Mata Catur menatap nanar, memandang begitu banyaknya anak manusia sedang berada di lapangan sekolah SMA Satu Bangsa. Senin pagi adalah rutinitas seperti sekolah pada umumnya—mengadakan upacara bendera. Menyebalkan sekali. Bukan berarti ia tak suka dengan upacara bendera, melainkan hari ini adalah hari pertamanya menginjak sekolah baru ini. Seragam yang tidak singkron dengan murid lainnya membuat sorot mata tertuju padanya. Tentu saja itu yang membuat kentara bahwa dia adalah murid pindahan di sekolah ini.
Catur mendesis sebelum tersenyum maklum. Ia memandang satu per satu seluruh mata yang seolah berbincang padanya, “Anak baru”, “Murid pindahan”, “Pasti di sekolah sebelumnya pernah kasus”, dan lain sebagainya.
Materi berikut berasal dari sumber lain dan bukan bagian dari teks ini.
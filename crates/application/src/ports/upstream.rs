use async_trait::async_trait;
use ferrous_forward_domain::DomainError;
use hickory_proto::op::Message;
use std::sync::atomic::{AtomicU64, Ordering};

use super::ExchangeContext;

/// Anything that turns a DNS query into a reply.
///
/// Lifecycle hooks default to no-ops so callers can start and close every
/// upstream unconditionally.
#[async_trait]
pub trait Upstream: Send + Sync {
    fn tag(&self) -> &str;

    fn kind(&self) -> &'static str;

    /// Tags that must be started before this upstream.
    fn dependencies(&self) -> Vec<String> {
        Vec::new()
    }

    async fn exchange(&self, ctx: &ExchangeContext, query: Message)
        -> Result<Message, DomainError>;

    async fn start(&self) -> Result<(), DomainError> {
        Ok(())
    }

    async fn close(&self) {}

    fn statistics(&self) -> serde_json::Map<String, serde_json::Value> {
        serde_json::Map::new()
    }
}

/// Total/success counters shared by upstreams that report statistics.
#[derive(Debug, Default)]
pub struct UpstreamStatistics {
    total: AtomicU64,
    success: AtomicU64,
}

impl UpstreamStatistics {
    pub fn new() -> Self {
        Self::default()
    }

    pub fn record(&self, ok: bool) {
        self.total.fetch_add(1, Ordering::Relaxed);
        if ok {
            self.success.fetch_add(1, Ordering::Relaxed);
        }
    }

    pub fn total(&self) -> u64 {
        self.total.load(Ordering::Relaxed)
    }

    pub fn success(&self) -> u64 {
        self.success.load(Ordering::Relaxed)
    }

    pub fn to_map(&self) -> serde_json::Map<String, serde_json::Value> {
        let mut map = serde_json::Map::new();
        map.insert("total".into(), self.total().into());
        map.insert("success".into(), self.success().into());
        map
    }
}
Persisnya, ia seperti jadi bahan pergunjingan di sana. Hanya menjadi tontonan setiap berjalan menuju di mana tempat kelasnya berbaris. Tidak ada orang yang dikenalnya, tidak ada yang mengajaknya berbincang. Catur terus tersenyum meski terpaksa. Ia juga bagian dari mereka. Apa setiap kali ada murid baru di sini menjadi bahan tontonan seperti ini?
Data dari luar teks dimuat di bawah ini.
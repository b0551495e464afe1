//! One stream shared by many concurrent exchanges, demultiplexed by DNS ID.

use async_trait::async_trait;
use dashmap::mapref::entry::Entry;
use dashmap::DashMap;
use ferrous_forward_application::ports::ExchangeContext;
use ferrous_forward_domain::DomainError;
use hickory_proto::op::Message;
use hickory_proto::rr::RecordType;
use parking_lot::Mutex;
use std::sync::atomic::{AtomicBool, AtomicU64, AtomicUsize, Ordering};
use std::sync::Arc;
use std::time::{Duration, Instant};
use tokio::io::{AsyncRead, AsyncWrite, ReadHalf, WriteHalf};
use tokio::sync::{mpsc, oneshot};
use tokio::task::JoinHandle;
use tokio_util::sync::CancellationToken;
use tracing::{debug, trace};

use super::framing::{read_framed, write_framed, MAX_MESSAGE_SIZE};
use crate::dns::message::{
    decode, encode, question_name, question_type, set_message_id, set_wire_id, wire_id,
};

/// Exchanges allowed in flight on one connection before the pool dials another.
pub const MAX_IN_FLIGHT_PER_CONN: usize = 128;

const ID_ALLOCATION_ATTEMPTS: usize = 64;

type Waiter = oneshot::Sender<Result<Message, DomainError>>;

struct Pending {
    seq: u64,
    question: Option<Question>,
    waiter: Waiter,
}

type Question = (String, RecordType);

fn question_of(message: &Message) -> Option<Question> {
    Some((question_name(message)?, question_type(message)?))
}

impl Pending {
    /// A reply whose question differs answers an earlier owner of this ID.
    fn answers(&self, reply: &Message) -> bool {
        match (&self.question, question_of(reply)) {
            (Some(asked), Some(answered)) => *asked == answered,
            _ => true,
        }
    }
}

struct ConnShared {
    server: Arc<str>,
    outbound: mpsc::Sender<Vec<u8>>,
    pending: DashMap<u16, Pending>,
    next_seq: AtomicU64,
    refs: AtomicUsize,
    in_flight: AtomicUsize,
    closed: AtomicBool,
    last_used: Mutex<Instant>,
    shutdown: CancellationToken,
}

impl ConnShared {
    /// Registers `waiter` under a free wire ID; returns the ID and the
    /// sequence number that owns the slot.
    fn allocate_id(
        &self,
        question: Option<Question>,
        waiter: Waiter,
    ) -> Result<(u16, u64), DomainError> {
        let seq = self.next_seq.fetch_add(1, Ordering::Relaxed);
        let mut pending = Some(Pending {
            seq,
            question,
            waiter,
        });
        for _ in 0..ID_ALLOCATION_ATTEMPTS {
            let id = fastrand::u16(..);
            if let Entry::Vacant(slot) = self.pending.entry(id) {
                if let Some(pending) = pending.take() {
                    slot.insert(pending);
                }
                return Ok((id, seq));
            }
        }
        Err(DomainError::ProtocolError(format!(
            "No free query ID on pipelined connection to {}",
            self.server
        )))
    }

    fn shut_down(&self, err: DomainError) {
        self.closed.store(true, Ordering::Release);
        self.shutdown.cancel();
        self.fail_all(err);
    }

    fn fail_all(&self, err: DomainError) {
        let ids: Vec<u16> = self.pending.iter().map(|e| *e.key()).collect();
        for id in ids {
            if let Some((_, pending)) = self.pending.remove(&id) {
                let _ = pending.waiter.send(Err(err.clone()));
            }
        }
    }

    fn closed_error(&self) -> DomainError {
        DomainError::ConnectionClosed(self.server.to_string())
    }
}

/// Releases the pending slot and in-flight count however the exchange ends.
/// The slot is only removed while it still belongs to this exchange, since a
/// delivered reply frees the ID for reuse.
struct InFlightGuard<'a> {
    shared: &'a ConnShared,
    id: u16,
    seq: u64,
}

impl Drop for InFlightGuard<'_> {
    fn drop(&mut self) {
        let seq = self.seq;
        self.shared.pending.remove_if(&self.id, |_, p| p.seq == seq);
        self.shared.in_flight.fetch_sub(1, Ordering::AcqRel);
        *self.shared.last_used.lock() = Instant::now();
    }
}

/// A multiplexed DNS stream. Clones share the connection; the last clone
/// dropped stops the reader and writer tasks and closes the stream.
///
/// Frames are written by a dedicated task, so an exchange abandoned at any
/// point never leaves a partial frame on the wire.
pub struct PipelinedConn {
    shared: Arc<ConnShared>,
    tasks: Arc<Mutex<Vec<JoinHandle<()>>>>,
}

impl PipelinedConn {
    pub fn new<S>(stream: S, server: impl Into<Arc<str>>) -> Self
    where
        S: AsyncRead + AsyncWrite + Send + 'static,
    {
        let (read_half, write_half) = tokio::io::split(stream);
        let (outbound, queue) = mpsc::channel(MAX_IN_FLIGHT_PER_CONN);
        let shared = Arc::new(ConnShared {
            server: server.into(),
            outbound,
            pending: DashMap::new(),
            next_seq: AtomicU64::new(0),
            refs: AtomicUsize::new(1),
            in_flight: AtomicUsize::new(0),
            closed: AtomicBool::new(false),
            last_used: Mutex::new(Instant::now()),
            shutdown: CancellationToken::new(),
        });

        let reader = tokio::spawn(read_loop(Arc::clone(&shared), read_half));
        let writer = tokio::spawn(write_loop(Arc::clone(&shared), write_half, queue));

        Self {
            shared,
            tasks: Arc::new(Mutex::new(vec![reader, writer])),
        }
    }

    pub async fn exchange(
        &self,
        ctx: &ExchangeContext,
        query: &Message,
    ) -> Result<Message, DomainError> {
        let shared = &*self.shared;
        if self.is_closed() {
            return Err(shared.closed_error());
        }

        let mut bytes = encode(query)?;
        if bytes.len() > MAX_MESSAGE_SIZE {
            return Err(DomainError::ProtocolError(format!(
                "DNS message too large: {} bytes",
                bytes.len()
            )));
        }

        let (tx, rx) = oneshot::channel();
        shared.in_flight.fetch_add(1, Ordering::AcqRel);
        let (id, seq) = match shared.allocate_id(question_of(query), tx) {
            Ok(slot) => slot,
            Err(e) => {
                shared.in_flight.fetch_sub(1, Ordering::AcqRel);
                return Err(e);
            }
        };
        let _guard = InFlightGuard { shared, id, seq };

        // The connection may have died between the first check and registration.
        if self.is_closed() {
            return Err(shared.closed_error());
        }

        set_wire_id(&mut bytes, id);
        tokio::select! {
            sent = shared.outbound.send(bytes) => {
                sent.map_err(|_| shared.closed_error())?;
            }
            _ = ctx.cancel.cancelled() => return Err(DomainError::Cancelled),
            _ = shared.shutdown.cancelled() => return Err(shared.closed_error()),
        }
        trace!(server = %shared.server, wire_id = id, log_id = ctx.log_id, "Pipelined query queued");

        tokio::select! {
            reply = rx => match reply {
                Ok(Ok(mut message)) => {
                    set_message_id(&mut message, query.id());
                    Ok(message)
                }
                Ok(Err(e)) => Err(e),
                Err(_) => Err(shared.closed_error()),
            },
            _ = ctx.cancel.cancelled() => Err(DomainError::Cancelled),
            _ = shared.shutdown.cancelled() => Err(shared.closed_error()),
        }
    }

    pub fn is_closed(&self) -> bool {
        self.shared.closed.load(Ordering::Acquire)
    }

    pub fn in_flight(&self) -> usize {
        self.shared.in_flight.load(Ordering::Acquire)
    }

    pub fn idle_for(&self) -> Duration {
        self.shared.last_used.lock().elapsed()
    }

    pub fn ref_count(&self) -> usize {
        self.shared.refs.load(Ordering::Acquire)
    }

    /// Releases this reference; same as dropping it.
    pub fn close(self) {
        drop(self);
    }
}

impl Clone for PipelinedConn {
    fn clone(&self) -> Self {
        self.shared.refs.fetch_add(1, Ordering::AcqRel);
        Self {
            shared: Arc::clone(&self.shared),
            tasks: Arc::clone(&self.tasks),
        }
    }
}

impl Drop for PipelinedConn {
    fn drop(&mut self) {
        if self.shared.refs.fetch_sub(1, Ordering::AcqRel) == 1 {
            self.shared.closed.store(true, Ordering::Release);
            self.shared.shutdown.cancel();
            // Both tasks exit on the token and drop their halves of the stream.
            self.tasks.lock().clear();
        }
    }
}

async fn write_loop<S>(
    shared: Arc<ConnShared>,
    mut writer: WriteHalf<S>,
    mut queue: mpsc::Receiver<Vec<u8>>,
) where
    S: AsyncRead + AsyncWrite + Send + 'static,
{
    loop {
        let frame = tokio::select! {
            _ = shared.shutdown.cancelled() => break,
            frame = queue.recv() => match frame {
                Some(frame) => frame,
                None => break,
            },
        };

        let written = tokio::select! {
            _ = shared.shutdown.cancelled() => break,
            written = write_framed(&mut writer, &frame) => written,
        };
        if let Err(e) = written {
            debug!(server = %shared.server, error = %e, "Pipelined connection write failed");
            shared.shut_down(DomainError::from_io(shared.server.to_string(), e));
            break;
        }
    }
}

async fn read_loop<S>(shared: Arc<ConnShared>, mut reader: ReadHalf<S>)
where
    S: AsyncRead + AsyncWrite + Send + 'static,
{
    let err = loop {
        let frame = tokio::select! {
            _ = shared.shutdown.cancelled() => break shared.closed_error(),
            frame = read_framed(&mut reader) => frame,
        };

        let bytes = match frame {
            Ok(bytes) => bytes,
            Err(e) => {
                debug!(server = %shared.server, error = %e, "Pipelined connection read failed");
                break DomainError::from_io(shared.server.to_string(), e);
            }
        };

        let Some(id) = wire_id(&bytes) else {
            continue;
        };
        let delivered = match decode(&bytes) {
            Ok(reply) => shared
                .pending
                .remove_if(&id, |_, p| p.answers(&reply))
                .map(|(_, pending)| pending.waiter.send(Ok(reply))),
            Err(e) => shared
                .pending
                .remove(&id)
                .map(|(_, pending)| pending.waiter.send(Err(e))),
        };
        if delivered.is_none() {
            trace!(server = %shared.server, wire_id = id, "Dropping unmatched reply");
        }
    };

    shared.shut_down(err);
}

/// Opens the streams a [`PipelinePool`] multiplexes over.
#[async_trait]
pub trait PipelineConnector: Send + Sync + 'static {
    async fn connect(&self, ctx: &ExchangeContext) -> Result<PipelinedConn, DomainError>;
}

struct PipelineInner<C: PipelineConnector> {
    connector: C,
    conns: Mutex<Vec<PipelinedConn>>,
    max_conns: usize,
    idle_timeout: Duration,
    closed: AtomicBool,
}

impl<C: PipelineConnector> PipelineInner<C> {
    /// Least-loaded live connection, or `None` when a new one should be dialed.
    fn pick(&self) -> Option<PipelinedConn> {
        let mut conns = self.conns.lock();
        conns.retain(|c| !c.is_closed());
        let best = conns.iter().min_by_key(|c| c.in_flight())?;
        if best.in_flight() < MAX_IN_FLIGHT_PER_CONN || conns.len() >= self.max_conns {
            return Some(best.clone());
        }
        None
    }

    fn sweep(&self) {
        let removed: Vec<PipelinedConn> = {
            let mut conns = self.conns.lock();
            let mut removed = Vec::new();
            let mut i = 0;
            while i < conns.len() {
                let conn = &conns[i];
                let idle = conn.in_flight() == 0 && conn.idle_for() > self.idle_timeout;
                if conn.is_closed() || idle {
                    removed.push(conns.swap_remove(i));
                } else {
                    i += 1;
                }
            }
            removed
        };
        if !removed.is_empty() {
            debug!(count = removed.len(), "Dropping idle pipelined connections");
        }
    }
}

/// Up to `max_conns` shared connections, picked by load.
pub struct PipelinePool<C: PipelineConnector> {
    inner: Arc<PipelineInner<C>>,
    dial_lock: tokio::sync::Mutex<()>,
    shutdown: CancellationToken,
    sweeper: Mutex<Option<JoinHandle<()>>>,
}

impl<C: PipelineConnector> PipelinePool<C> {
    pub fn new(connector: C, max_conns: usize, idle_timeout: Duration) -> Self {
        let inner = Arc::new(PipelineInner {
            connector,
            conns: Mutex::new(Vec::new()),
            max_conns: max_conns.max(1),
            idle_timeout,
            closed: AtomicBool::new(false),
        });

        let shutdown = CancellationToken::new();
        let sweeper = tokio::spawn({
            let inner = Arc::clone(&inner);
            let shutdown = shutdown.clone();
            async move {
                let mut ticker = tokio::time::interval(Duration::from_secs(1));
                loop {
                    tokio::select! {
                        _ = shutdown.cancelled() => break,
                        _ = ticker.tick() => inner.sweep(),
                    }
                }
            }
        });

        Self {
            inner,
            dial_lock: tokio::sync::Mutex::new(()),
            shutdown,
            sweeper: Mutex::new(Some(sweeper)),
        }
    }

    pub async fn get(&self, ctx: &ExchangeContext) -> Result<PipelinedConn, DomainError> {
        if self.is_closed() {
            return Err(DomainError::PoolClosed);
        }
        if let Some(conn) = self.inner.pick() {
            return Ok(conn);
        }

        // Concurrent misses wait here and reuse whatever the first one dialed.
        let _dialing = ctx.run(async { Ok(self.dial_lock.lock().await) }).await?;
        if let Some(conn) = self.inner.pick() {
            return Ok(conn);
        }

        let conn = self.inner.connector.connect(ctx).await?;
        if self.is_closed() {
            return Err(DomainError::PoolClosed);
        }
        self.inner.conns.lock().push(conn.clone());
        Ok(conn)
    }

    pub async fn exchange(
        &self,
        ctx: &ExchangeContext,
        query: &Message,
    ) -> Result<Message, DomainError> {
        let conn = self.get(ctx).await?;
        conn.exchange(ctx, query).await
    }

    pub fn connection_count(&self) -> usize {
        self.inner.conns.lock().len()
    }

    pub fn is_closed(&self) -> bool {
        self.inner.closed.load(Ordering::Acquire)
    }

    pub async fn close(&self) {
        if self.inner.closed.swap(true, Ordering::AcqRel) {
            return;
        }
        self.shutdown.cancel();
        let sweeper = self.sweeper.lock().take();
        if let Some(handle) = sweeper {
            let _ = handle.await;
        }
        let conns = std::mem::take(&mut *self.inner.conns.lock());
        drop(conns);
    }
}

impl<C: PipelineConnector> Drop for PipelinePool<C> {
    fn drop(&mut self) {
        self.shutdown.cancel();
    }
}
“Hai, Cowok ….” Seorang gadis menepuk bahunya. Ia menyunggingkan senyum aneh. Catur hanya menatap gamang gadis itu.
“Kayaknya kamu salah kamar, deh,” imbuhnya. Gadis berambut ikal dikuncir kuda itu saat ini tengah berada di depan Catur. tepatnya di barisan para siswa.
Catur menilik badge kelas yang dikenakan oleh gadis itu, XI IPA 1. Padahal kelasnya XI IPA 4. Ia menggaruk tengkuknya yang tidak gatal.
“Eh … sori,” ujarnya segera permisi.
“Tunggu.” Gadis itu memegang lengan Catur. “Mending kamu ikut baris di sini aja. Kelas kamu ada di bagian paling ujung. Sebentar lagi upacara dimulai.” Dan benar saja, suara dari protokol upacara sudah terdengar di gendang telinga.
“Sekarang kamu baris paling belakang depan aku,” ujar gadis itu seolah mengomando. “Tenang aja, aman. Guru enggak akan perhatiin kamu, kok.” Mau tak mau, Catur akhirnya merestui ucapan gadis itu. Berada di barisan siswa paling belakang, di depan barisan siswi.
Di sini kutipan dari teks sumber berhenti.